• **Data to process**:

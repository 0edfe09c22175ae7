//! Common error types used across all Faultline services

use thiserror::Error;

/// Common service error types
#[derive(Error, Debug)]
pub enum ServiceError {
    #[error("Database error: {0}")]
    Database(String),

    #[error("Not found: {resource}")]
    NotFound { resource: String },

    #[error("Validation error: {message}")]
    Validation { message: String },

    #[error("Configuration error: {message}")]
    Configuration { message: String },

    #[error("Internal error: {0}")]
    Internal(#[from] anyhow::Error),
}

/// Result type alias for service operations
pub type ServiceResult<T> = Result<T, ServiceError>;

• **Brief**: Each line in the listing where the word "Internal" is found is to be copied.

• **Reply to the exercise**:
    #[error("Internal error: {0}")]
    Internal(#[from] anyhow::Error),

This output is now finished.